In the banking sector, Credit Suisse and UBS both fell around 1.4 percent after a report said the Swiss finance ministry would tighten capital requirements.
Portuguese banks were sharply lower for a second day, dragged down by political uncertainty over the new government after last week's inconclusive elections.
Banco Comercial fell 5.3 percent and Banco BPI was down 3.6 percent.
"The fall is very much linked to the possibility of having a leftist government," Luis Castro, a trader at Golden Broker in Porto, said.

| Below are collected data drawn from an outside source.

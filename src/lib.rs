pub mod ast;
pub mod config;
pub mod error;
pub mod lexer;
pub mod node;
pub mod parser;
pub mod token;
pub mod transpiler;
pub mod types;
pub mod value;

pub use crate::config::{TranspilerConfig, UnsupportedPolicy};
pub use crate::error::{Error, UnsupportedError};
pub use crate::transpiler::{
    Transpiler, render_assignment, render_conditional_header, render_expression, render_value,
    trim_outer_brackets, trim_outer_brackets_quoted,
};

/// Parses `source` and translates every top-level statement into Go.
pub fn translate(source: &str, config: &TranspilerConfig) -> Result<String, Error> {
    let program = parser::parse(source)?;
    Transpiler::new(config.clone()).transpile(&program)
}

#[cfg(test)]
mod tests {
    use super::*;

    #[test]
    fn translates_source_text() {
        let output = translate("if a > b and b > 0:\n    pass\n", &TranspilerConfig::default())
            .expect("translate failed");
        assert_eq!(output, "if (a > b && b > 0) {}");
    }

    #[test]
    fn surfaces_frontend_errors() {
        let err = translate("x = 1 @ 2\n", &TranspilerConfig::default())
            .expect_err("expected failure");
        assert!(matches!(err, Error::Frontend(_)));
        assert!(err.to_string().contains("Unexpected character '@'"));
    }
}
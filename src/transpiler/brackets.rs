/// Strips the outermost parenthesis layers that enclose the whole expression.
///
/// A layer is only removed when its `(` at index `i` is closed by the `)` at
/// index `len - 1 - i`. `(a) && (b)` starts and ends with brackets that belong
/// to different groups and is returned unchanged. Every bracket character is
/// counted, including those inside string literals.
pub fn trim_outer_brackets(expr: &str) -> String {
    trim_brackets(expr, false)
}

/// [`trim_outer_brackets`] for text whose string literals are Go-escaped:
/// brackets between double quotes are not counted.
pub fn trim_outer_brackets_quoted(expr: &str) -> String {
    trim_brackets(expr, true)
}

fn trim_brackets(expr: &str, skip_strings: bool) -> String {
    let bytes = expr.as_bytes();
    let len = bytes.len();

    let mut candidates = 0;
    while candidates < len / 2
        && bytes[candidates] == b'('
        && bytes[len - 1 - candidates] == b')'
    {
        candidates += 1;
    }
    if candidates == 0 {
        return expr.to_string();
    }

    let closers = matching_closers(bytes, candidates, skip_strings);
    let layers = closers
        .iter()
        .enumerate()
        .take_while(|&(index, closer)| *closer == Some(len - 1 - index))
        .count();

    expr[layers..len - layers].to_string()
}

/// Index of the `)` matching each of the first `count` characters, which are
/// all `(`.
fn matching_closers(bytes: &[u8], count: usize, skip_strings: bool) -> Vec<Option<usize>> {
    let mut closers = vec![None; count];
    let mut open = Vec::new();
    let mut in_string = false;
    let mut escaped = false;

    for (index, &byte) in bytes.iter().enumerate() {
        if in_string {
            if escaped {
                escaped = false;
            } else if byte == b'\\' {
                escaped = true;
            } else if byte == b'"' {
                in_string = false;
            }
            continue;
        }
        match byte {
            b'"' if skip_strings => in_string = true,
            b'(' => open.push(index),
            b')' => {
                if let Some(start) = open.pop()
                    && start < count
                {
                    closers[start] = Some(index);
                }
            }
            _ => {}
        }
    }

    closers
}

#[cfg(test)]
mod tests {
    use super::*;

    #[test]
    fn trims_mirrored_layers() {
        let cases = [
            ("(a && b)", "a && b"),
            ("((a && b))", "a && b"),
            ("(((a) && b))", "(a) && b"),
            (
                "((!a || a < 0) || ((a > b || a < 0) && (a > b || a < 0)))",
                "(!a || a < 0) || ((a > b || a < 0) && (a > b || a < 0))",
            ),
        ];
        for (expr, expected) in cases {
            assert_eq!(trim_outer_brackets(expr), expected, "{expr}");
        }
    }

    #[test]
    fn keeps_brackets_of_separate_groups() {
        assert_eq!(trim_outer_brackets("(a) && (b)"), "(a) && (b)");
        assert_eq!(
            trim_outer_brackets("((a || b) && (c || d))"),
            "(a || b) && (c || d)"
        );
        assert_eq!(
            trim_outer_brackets("(a || b) && (c || d)"),
            "(a || b) && (c || d)"
        );
    }

    #[test]
    fn leaves_plain_expressions_alone() {
        for expr in ["", "a", "a > b", "!a", "(", ")"] {
            assert_eq!(trim_outer_brackets(expr), expr);
        }
        assert_eq!(trim_outer_brackets("()"), "");
    }

    #[test]
    fn counts_brackets_inside_verbatim_strings() {
        // Verbatim literals may hold a lone quote or a trailing backslash
        assert_eq!(trim_outer_brackets("(x == \"a\\\" || y)"), "x == \"a\\\" || y");
        assert_eq!(trim_outer_brackets("(x == \"a\"b\" || y)"), "x == \"a\"b\" || y");
        assert_eq!(trim_outer_brackets("(a == \")\" || b)"), "(a == \")\" || b)");
    }

    #[test]
    fn quoted_variant_ignores_brackets_inside_string_literals() {
        assert_eq!(
            trim_outer_brackets_quoted("(a == \")\" || b)"),
            "a == \")\" || b"
        );
        assert_eq!(
            trim_outer_brackets_quoted("(a == \"(\") && (b)"),
            "(a == \"(\") && (b)"
        );
        assert_eq!(
            trim_outer_brackets_quoted("(a == \"\\\")\" || b)"),
            "a == \"\\\")\" || b"
        );
        assert_eq!(trim_outer_brackets_quoted("((a && b))"), "a && b");
    }

    #[test]
    fn unbalanced_input_is_not_trimmed() {
        assert_eq!(trim_outer_brackets("((a)"), "((a)");
        assert_eq!(trim_outer_brackets("(a))"), "(a))");
    }

    #[test]
    fn trimming_is_idempotent() {
        for expr in [
            "(a && b)",
            "((a && b))",
            "(((a) && b))",
            "(a) && (b)",
            "((a || b) && c)",
        ] {
            let once = trim_outer_brackets(expr);
            assert_eq!(trim_outer_brackets(&once), once, "{expr}");
        }
    }
}
//! Syntax tree produced by the frontend.
//!
//! Node shapes follow the source language closely: boolean operators keep all
//! of their operands and comparisons keep the whole comparator chain. Lowering
//! into the translator's restricted model happens in [`crate::node`].

#[derive(Debug, PartialEq, Clone)]
pub enum Expression {
    Integer(i64),
    Float(f64),
    String(String),
    Boolean(bool),
    None,
    Identifier(String),
    List(Vec<Expression>),
    Tuple(Vec<Expression>),
    Dict(Vec<(Expression, Expression)>),
    UnaryOp {
        op: UnaryOperator,
        operand: Box<Expression>,
    },
    BoolOp {
        op: BoolOperator,
        values: Vec<Expression>,
    },
    Compare {
        left: Box<Expression>,
        ops: Vec<CompareOperator>,
        comparators: Vec<Expression>,
    },
}

impl Expression {
    /// Short human-readable name of the node kind, used in diagnostics.
    pub fn kind_name(&self) -> &'static str {
        match self {
            Self::Integer(_) | Self::Float(_) | Self::String(_) | Self::Boolean(_) | Self::None => {
                "constant"
            }
            Self::Identifier(_) => "name",
            Self::List(_) => "list",
            Self::Tuple(_) => "tuple",
            Self::Dict(_) => "dict",
            Self::UnaryOp { .. } => "unary operation",
            Self::BoolOp { .. } => "boolean operation",
            Self::Compare { .. } => "comparison",
        }
    }
}

#[derive(Debug, PartialEq, Eq, Clone, Copy)]
pub enum UnaryOperator {
    Not,
    Plus,
    Minus,
}

#[derive(Debug, PartialEq, Eq, Clone, Copy)]
pub enum BoolOperator {
    And,
    Or,
}

#[derive(Debug, PartialEq, Eq, Clone, Copy)]
pub enum CompareOperator {
    Greater,
    GreaterEqual,
    Less,
    LessEqual,
    Equal,
    NotEqual,
}

#[derive(Debug, PartialEq, Clone)]
pub enum Statement {
    /// `a = b = value`; every target is kept in source order.
    Assign {
        targets: Vec<Expression>,
        value: Expression,
    },
    /// `target: annotation = value`. The annotation is kept as source text.
    AnnAssign {
        target: Expression,
        annotation: String,
        value: Option<Expression>,
    },
    If {
        test: Expression,
        body: Vec<Statement>,
        orelse: Vec<Statement>,
    },
    Pass,
    Expr(Expression),
    /// Statement skipped by the parser because it uses a construct outside
    /// the subset, such as a loop or a function call.
    Unsupported { construct: &'static str },
}

impl Statement {
    pub fn kind_name(&self) -> &'static str {
        match self {
            Self::Assign { .. } => "assignment",
            Self::AnnAssign { .. } => "annotated assignment",
            Self::If { .. } => "if statement",
            Self::Pass => "pass statement",
            Self::Expr(_) => "expression statement",
            Self::Unsupported { construct } => *construct,
        }
    }
}

#[derive(Debug, PartialEq, Clone)]
pub struct Program {
    pub statements: Vec<Statement>,
}
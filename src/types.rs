//! Go type inference for literal values.

use std::fmt;

use crate::value::{RuntimeValue, ValueKind};

/// Go type tag inferred for a value or for the members of a collection.
#[derive(Debug, Clone, Copy, PartialEq, Eq, Hash)]
pub enum TargetType {
    String,
    Int,
    Float,
    Bool,
    /// Any slice; the element type of a nested slice is not tracked here.
    Slice,
    /// Any map; nested key and value types are not tracked here.
    Map,
    Any,
    Nil,
}

impl TargetType {
    pub fn keyword(self) -> &'static str {
        match self {
            Self::String => "string",
            Self::Int => "int",
            Self::Float => "float64",
            Self::Bool => "bool",
            Self::Slice => "[]any",
            Self::Map => "map[any]any",
            Self::Any => "any",
            Self::Nil => "nil",
        }
    }
}

impl fmt::Display for TargetType {
    fn fmt(&self, f: &mut fmt::Formatter<'_>) -> fmt::Result {
        f.write_str(self.keyword())
    }
}

/// Fixed mapping from a runtime kind to its Go type tag.
pub fn infer_scalar_type(kind: ValueKind) -> TargetType {
    match kind {
        ValueKind::Bool => TargetType::Bool,
        ValueKind::Int => TargetType::Int,
        ValueKind::Float => TargetType::Float,
        ValueKind::Str => TargetType::String,
        ValueKind::Nil => TargetType::Nil,
        ValueKind::Sequence => TargetType::Slice,
        ValueKind::Mapping => TargetType::Map,
    }
}

/// Element type shared by `items`, or [`TargetType::Any`] when their kinds
/// differ. Nothing can be inferred from zero items, which also yields `Any`.
pub fn infer_collection_type<'v>(items: impl IntoIterator<Item = &'v RuntimeValue>) -> TargetType {
    let mut kinds = items.into_iter().map(RuntimeValue::kind);
    let Some(first) = kinds.next() else {
        return TargetType::Any;
    };
    if kinds.all(|kind| kind == first) {
        infer_scalar_type(first)
    } else {
        TargetType::Any
    }
}

#[cfg(test)]
mod tests {
    use super::*;

    #[test]
    fn scalar_kinds_map_to_go_keywords() {
        let cases = [
            (ValueKind::Bool, "bool"),
            (ValueKind::Int, "int"),
            (ValueKind::Float, "float64"),
            (ValueKind::Str, "string"),
            (ValueKind::Nil, "nil"),
        ];
        for (kind, keyword) in cases {
            assert_eq!(infer_scalar_type(kind).keyword(), keyword);
        }
    }

    #[test]
    fn homogeneous_items_keep_their_type() {
        let items = vec![RuntimeValue::Int(1), RuntimeValue::Int(2)];
        assert_eq!(infer_collection_type(&items), TargetType::Int);
    }

    #[test]
    fn mixed_items_widen_to_any() {
        let items = vec![RuntimeValue::Int(1), RuntimeValue::Str("2".to_string())];
        assert_eq!(infer_collection_type(&items), TargetType::Any);
    }

    #[test]
    fn bool_and_int_are_distinct_kinds() {
        let items = vec![RuntimeValue::Bool(true), RuntimeValue::Int(1)];
        assert_eq!(infer_collection_type(&items), TargetType::Any);
    }

    #[test]
    fn empty_collection_is_any() {
        assert_eq!(infer_collection_type(&Vec::<RuntimeValue>::new()), TargetType::Any);
    }

    #[test]
    fn nested_collections_count_as_their_own_kind() {
        let items = vec![
            RuntimeValue::Sequence(vec![RuntimeValue::Int(1)]),
            RuntimeValue::Sequence(vec![RuntimeValue::Str("a".to_string())]),
        ];
        assert_eq!(infer_collection_type(&items), TargetType::Slice);
        assert_eq!(TargetType::Slice.to_string(), "[]any");

        let items = vec![RuntimeValue::Int(1), RuntimeValue::Sequence(vec![])];
        assert_eq!(infer_collection_type(&items), TargetType::Any);
    }
}
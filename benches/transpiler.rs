mod common;

use criterion::{Criterion, black_box, criterion_group, criterion_main};
use gst::{Transpiler, TranspilerConfig, translate};

fn bench_transpiler(c: &mut Criterion) {
    for (label, path) in common::workloads() {
        let source = common::load_source(&path);
        let program = common::load_program(&path);

        c.bench_function(&format!("transpiler_render_only_{label}"), |b| {
            let transpiler = Transpiler::default();
            b.iter(|| {
                let output = transpiler
                    .transpile(black_box(&program))
                    .expect("transpile");
                black_box(output);
            })
        });

        c.bench_function(&format!("transpiler_total_{label}"), |b| {
            let config = TranspilerConfig::default();
            b.iter(|| {
                let output = translate(black_box(&source), &config).expect("translate");
                black_box(output);
            })
        });
    }
}

criterion_group!(benches, bench_transpiler);
criterion_main!(benches);
#[derive(Debug, Clone, Copy, PartialEq, Eq, Default)]
pub struct Span {
    pub start: usize,
    pub end: usize,
    pub line: usize,
    pub column: usize,
}

#[derive(Debug, Clone, Copy, PartialEq)]
pub enum TokenKind<'a> {
    Identifier(&'a str),
    Integer(i64),
    Float(f64),
    /// Raw literal body between the quotes; escapes are decoded by the parser.
    String(&'a str),
    True,
    False,
    None,

    // Keywords
    If,
    Elif,
    Else,
    And,
    Or,
    Not,
    In,
    Is,
    Pass,

    /// Statement keyword outside the supported subset, carrying the name of
    /// the construct it opens.
    UnsupportedKeyword(&'static str),

    // Operators
    Equal,        // =
    EqualEqual,   // ==
    NotEqual,     // !=
    Less,         // <
    LessEqual,    // <=
    Greater,      // >
    GreaterEqual, // >=
    Plus,         // +
    Minus,        // -
    Star,         // *
    Slash,        // /
    Percent,      // %
    Pipe,         // |

    // Delimiters
    Colon,    // :
    Comma,    // ,
    Dot,      // .
    LParen,   // (
    RParen,   // )
    LBracket, // [
    RBracket, // ]
    LBrace,   // {
    RBrace,   // }

    // Structural
    Newline,
    Indent,
    Dedent,
    EOF,
}

impl TokenKind<'_> {
    /// Construct name for statement kinds the translator refuses to handle.
    pub fn unsupported_statement(&self) -> Option<&'static str> {
        match self {
            Self::UnsupportedKeyword(construct) => Some(*construct),
            _ => None,
        }
    }

    /// Arithmetic operators are lexed so the parser can reject them by name.
    pub fn is_arithmetic(&self) -> bool {
        matches!(
            self,
            Self::Plus | Self::Minus | Self::Star | Self::Slash | Self::Percent
        )
    }
}

/// Maps a keyword that opens an unsupported statement to the construct name.
pub fn unsupported_statement_keyword(ident: &str) -> Option<&'static str> {
    let construct = match ident {
        "while" => "while loop",
        "for" => "for loop",
        "def" => "function definition",
        "class" => "class definition",
        "return" => "return statement",
        "import" | "from" => "import",
        "try" => "try statement",
        "with" => "with statement",
        "raise" => "raise statement",
        "del" => "del statement",
        "assert" => "assert statement",
        "global" | "nonlocal" => "scope declaration",
        "break" | "continue" => "loop control",
        "async" => "async statement",
        _ => return None,
    };
    Some(construct)
}

#[derive(Debug, Clone, PartialEq)]
pub struct Token<'a> {
    pub kind: TokenKind<'a>,
    pub span: Span,
}

impl<'a> Token<'a> {
    pub fn new(kind: TokenKind<'a>, span: Span) -> Self {
        Self { kind, span }
    }

    pub fn kind(&self) -> &TokenKind<'a> {
        &self.kind
    }

    pub fn span(&self) -> Span {
        self.span
    }
}
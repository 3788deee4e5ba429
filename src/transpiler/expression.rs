use crate::ast::{BoolOperator, CompareOperator, UnaryOperator};
use crate::node::{ExpressionNode, Operand};

use super::value::ValueRenderer;

/// Renders conditions as Go expressions.
///
/// Every boolean operation is wrapped in its own pair of parentheses, so the
/// output keeps the source precedence at any nesting depth. Redundant outer
/// layers are left for [`super::trim_outer_brackets`].
#[derive(Debug, Clone, Copy, Default, PartialEq, Eq)]
pub struct ExpressionRenderer {
    values: ValueRenderer,
}

impl ExpressionRenderer {
    pub fn new(values: ValueRenderer) -> Self {
        Self { values }
    }

    pub fn render(&self, node: &ExpressionNode) -> String {
        match node {
            ExpressionNode::NameRef(name) => name.clone(),
            ExpressionNode::Literal(scalar) => self.values.render_scalar(scalar),
            ExpressionNode::UnaryOp { op, operand } => {
                format!("{}{}", unary_token(*op), self.render_operand(operand))
            }
            ExpressionNode::Compare { left, op, right } => format!(
                "{} {} {}",
                self.render_operand(left),
                compare_token(*op),
                self.render_operand(right)
            ),
            ExpressionNode::BoolOp { op, left, right } => format!(
                "({} {} {})",
                self.render(left),
                bool_token(*op),
                self.render(right)
            ),
        }
    }

    fn render_operand(&self, operand: &Operand) -> String {
        match operand {
            Operand::Name(name) => name.clone(),
            Operand::Literal(scalar) => self.values.render_scalar(scalar),
        }
    }
}

fn unary_token(op: UnaryOperator) -> &'static str {
    match op {
        UnaryOperator::Not => "!",
        UnaryOperator::Plus => "+",
        UnaryOperator::Minus => "-",
    }
}

fn compare_token(op: CompareOperator) -> &'static str {
    match op {
        CompareOperator::Greater => ">",
        CompareOperator::GreaterEqual => ">=",
        CompareOperator::Less => "<",
        CompareOperator::LessEqual => "<=",
        CompareOperator::Equal => "==",
        CompareOperator::NotEqual => "!=",
    }
}

fn bool_token(op: BoolOperator) -> &'static str {
    match op {
        BoolOperator::And => "&&",
        BoolOperator::Or => "||",
    }
}

pub fn render_expression(node: &ExpressionNode) -> String {
    ExpressionRenderer::default().render(node)
}
//! Transcoder adapters

mod ffmpeg;

pub use ffmpeg::FfmpegTranscoder;
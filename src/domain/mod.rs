//! Domain layer - Core business logic
//!
//! Contains value objects, the recording session state machine, and domain errors.
//! This layer has no dependencies on external systems.

pub mod config;
pub mod error;
pub mod keys;
pub mod recording;

// Re-export common types
pub use config::AppConfig;
pub use error::*;
pub use keys::{KeyAction, KeyBindings};
pub use recording::{
    Codec, Container, MediaBlob, MediaChunk, RecorderState, RecordingSession,
};
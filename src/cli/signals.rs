//! Control signals for the recording loop

use tokio::signal::unix::{signal, SignalKind};
use tokio::sync::mpsc;

use crate::domain::keys::KeyAction;

/// Something the recording loop must react to
#[derive(Debug, Clone, Copy, PartialEq, Eq)]
pub enum ControlSignal {
    /// A key press, by key code
    Key(u32),
    /// A named action (from the control socket)
    Action(KeyAction),
    /// Stop, save what was recorded, and exit (SIGINT/SIGTERM)
    Shutdown,
}

/// Control signal handler
///
/// Turns SIGINT/SIGTERM into `Shutdown` and hands out a sender for the other
/// sources (stdin keys, control socket).
pub struct ControlSignalHandler {
    receiver: mpsc::Receiver<ControlSignal>,
}

impl ControlSignalHandler {
    /// Create the handler and start listening for OS signals.
    pub async fn new() -> Result<(Self, mpsc::Sender<ControlSignal>), std::io::Error> {
        let (tx, rx) = mpsc::channel(32);

        let tx_int = tx.clone();
        let mut sigint = signal(SignalKind::interrupt())?;
        tokio::spawn(async move {
            sigint.recv().await;
            tracing::info!("received SIGINT");
            let _ = tx_int.send(ControlSignal::Shutdown).await;
        });

        let tx_term = tx.clone();
        let mut sigterm = signal(SignalKind::terminate())?;
        tokio::spawn(async move {
            sigterm.recv().await;
            tracing::info!("received SIGTERM");
            let _ = tx_term.send(ControlSignal::Shutdown).await;
        });

        Ok((Self { receiver: rx }, tx))
    }

    /// Wrap an existing receiver, without OS signal handling
    pub fn from_receiver(receiver: mpsc::Receiver<ControlSignal>) -> Self {
        Self { receiver }
    }

    /// Wait for the next signal
    pub async fn recv(&mut self) -> Option<ControlSignal> {
        self.receiver.recv().await
    }
}

#[cfg(test)]
mod tests {
    use super::*;

    #[tokio::test]
    async fn signals_arrive_in_order() {
        let (tx, rx) = mpsc::channel(4);
        let mut handler = ControlSignalHandler::from_receiver(rx);

        tx.send(ControlSignal::Key(82)).await.unwrap();
        tx.send(ControlSignal::Action(KeyAction::StopMp4)).await.unwrap();
        drop(tx);

        assert_eq!(handler.recv().await, Some(ControlSignal::Key(82)));
        assert_eq!(
            handler.recv().await,
            Some(ControlSignal::Action(KeyAction::StopMp4))
        );
        assert_eq!(handler.recv().await, None);
    }
}
//! Key codes and the actions bound to them

use std::fmt;
use std::str::FromStr;

use crate::domain::error::InvalidKeyError;

/// All actions, in lookup priority order
pub const ALL_ACTIONS: &[KeyAction] = &[
    KeyAction::Toggle,
    KeyAction::Start,
    KeyAction::StopWebm,
    KeyAction::StopMp4,
];

/// Actions a key press can trigger
#[derive(Debug, Clone, Copy, PartialEq, Eq, Hash)]
pub enum KeyAction {
    /// Start if inactive, stop (webm) if recording
    Toggle,
    /// Start immediately
    Start,
    /// Stop and save as webm
    StopWebm,
    /// Stop and save as mp4
    StopMp4,
}

impl KeyAction {
    /// Get the string identifier
    pub const fn as_str(&self) -> &'static str {
        match self {
            Self::Toggle => "toggle",
            Self::Start => "start",
            Self::StopWebm => "stop-webm",
            Self::StopMp4 => "stop-mp4",
        }
    }

    /// Get the human-readable label
    pub const fn label(&self) -> &'static str {
        match self {
            Self::Toggle => "Start/Stop Recording",
            Self::Start => "Start Recording",
            Self::StopWebm => "Stop and save webm",
            Self::StopMp4 => "Stop and save mp4",
        }
    }
}

impl FromStr for KeyAction {
    type Err = String;

    fn from_str(s: &str) -> Result<Self, Self::Err> {
        match s.trim().to_lowercase().as_str() {
            "toggle" => Ok(Self::Toggle),
            "start" => Ok(Self::Start),
            "stop-webm" => Ok(Self::StopWebm),
            "stop-mp4" => Ok(Self::StopMp4),
            other => Err(format!("unknown action: {}", other)),
        }
    }
}

impl fmt::Display for KeyAction {
    fn fmt(&self, f: &mut fmt::Formatter<'_>) -> fmt::Result {
        write!(f, "{}", self.as_str())
    }
}

/// Key code for a typed character.
///
/// Letters map to their uppercase ASCII code (`r` and `R` are both 82),
/// digits and space to their ASCII code.
pub fn key_code_for_char(ch: char) -> Option<u32> {
    if ch.is_ascii_alphanumeric() || ch == ' ' {
        Some(ch.to_ascii_uppercase() as u32)
    } else {
        None
    }
}

/// Parse a key written as a single character (`r`) or a numeric code (`82`)
pub fn parse_key_code(input: &str) -> Result<u32, InvalidKeyError> {
    let trimmed = input.trim();
    let err = || InvalidKeyError {
        input: input.to_string(),
    };

    let mut chars = trimmed.chars();
    match (chars.next(), chars.next()) {
        (Some(ch), None) => key_code_for_char(ch).ok_or_else(err),
        (Some(_), Some(_)) => match trimmed.parse::<u32>() {
            Ok(code) if (1..=255).contains(&code) => Ok(code),
            _ => Err(err()),
        },
        (None, _) => Err(err()),
    }
}

/// Mapping from key codes to actions
#[derive(Debug, Clone, Copy, PartialEq, Eq)]
pub struct KeyBindings {
    pub toggle: u32,
    pub start: u32,
    pub stop_webm: u32,
    pub stop_mp4: u32,
}

impl KeyBindings {
    /// Code bound to an action
    pub const fn code_for(&self, action: KeyAction) -> u32 {
        match action {
            KeyAction::Toggle => self.toggle,
            KeyAction::Start => self.start,
            KeyAction::StopWebm => self.stop_webm,
            KeyAction::StopMp4 => self.stop_mp4,
        }
    }

    /// Action bound to a code, if any
    pub fn action_for(&self, code: u32) -> Option<KeyAction> {
        ALL_ACTIONS
            .iter()
            .copied()
            .find(|action| self.code_for(*action) == code)
    }

    /// One help line per binding, e.g. `R key: Start/Stop Recording`
    pub fn help_lines(&self) -> Vec<String> {
        ALL_ACTIONS
            .iter()
            .map(|action| format!("{} key: {}", key_label(self.code_for(*action)), action.label()))
            .collect()
    }
}

impl Default for KeyBindings {
    fn default() -> Self {
        Self {
            toggle: 82,    // R
            start: 83,     // S
            stop_webm: 87, // W
            stop_mp4: 77,  // M
        }
    }
}

fn key_label(code: u32) -> String {
    match char::from_u32(code) {
        Some(ch) if ch.is_ascii_alphanumeric() => ch.to_string(),
        _ => format!("#{}", code),
    }
}
//! Capture infrastructure module
//!
//! Finds displays and devices, and records them through FFmpeg as a
//! stream of webm (vp9) or matroska (h264) chunks.

mod recorder;
mod surface;

pub use recorder::{build_args, FfmpegChunkRecorder, FfmpegRecorderFactory};
pub use surface::{x11_socket_path, FfmpegSurface, FfmpegSurfaceLocator, SurfaceTarget};
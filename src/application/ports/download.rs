//! Download sink port interface

use std::path::PathBuf;

use async_trait::async_trait;
use thiserror::Error;

use crate::domain::recording::MediaBlob;

/// Download errors
#[derive(Debug, Clone, Error)]
pub enum DownloadError {
    #[error("Failed to save {file_name}: {message}")]
    SaveFailed { file_name: String, message: String },
}

/// Port for handing a finished file to the user
#[async_trait]
pub trait DownloadSink: Send + Sync {
    /// Save a blob under the suggested file name.
    ///
    /// # Returns
    /// Where the file ended up
    async fn save(&self, blob: &MediaBlob, file_name: &str) -> Result<PathBuf, DownloadError>;
}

SAP was 5.1 percent higher after Europe's biggest software maker reported a 19 percent rise in third-quarter operating profit, beating the most optimistic analyst estimate.
LVMH fell 3.1 percent after the luxury goods industry leader reported a mixed set of third-quarter revenue figures that revealed a strong rebound in cognac sales, particularly in China, but a slowdown at its fashion and leather business.
German-listed Leoni fell 34 percent, the top STOXX Europe 600 faller, after warning on 2015 and 2016 profit, citing problems at its Wiring Systems business. ($1 = 0.6551 pounds) (Additional reporting by Patricia Rua in Lisbon; Editing by Tom Heneghan)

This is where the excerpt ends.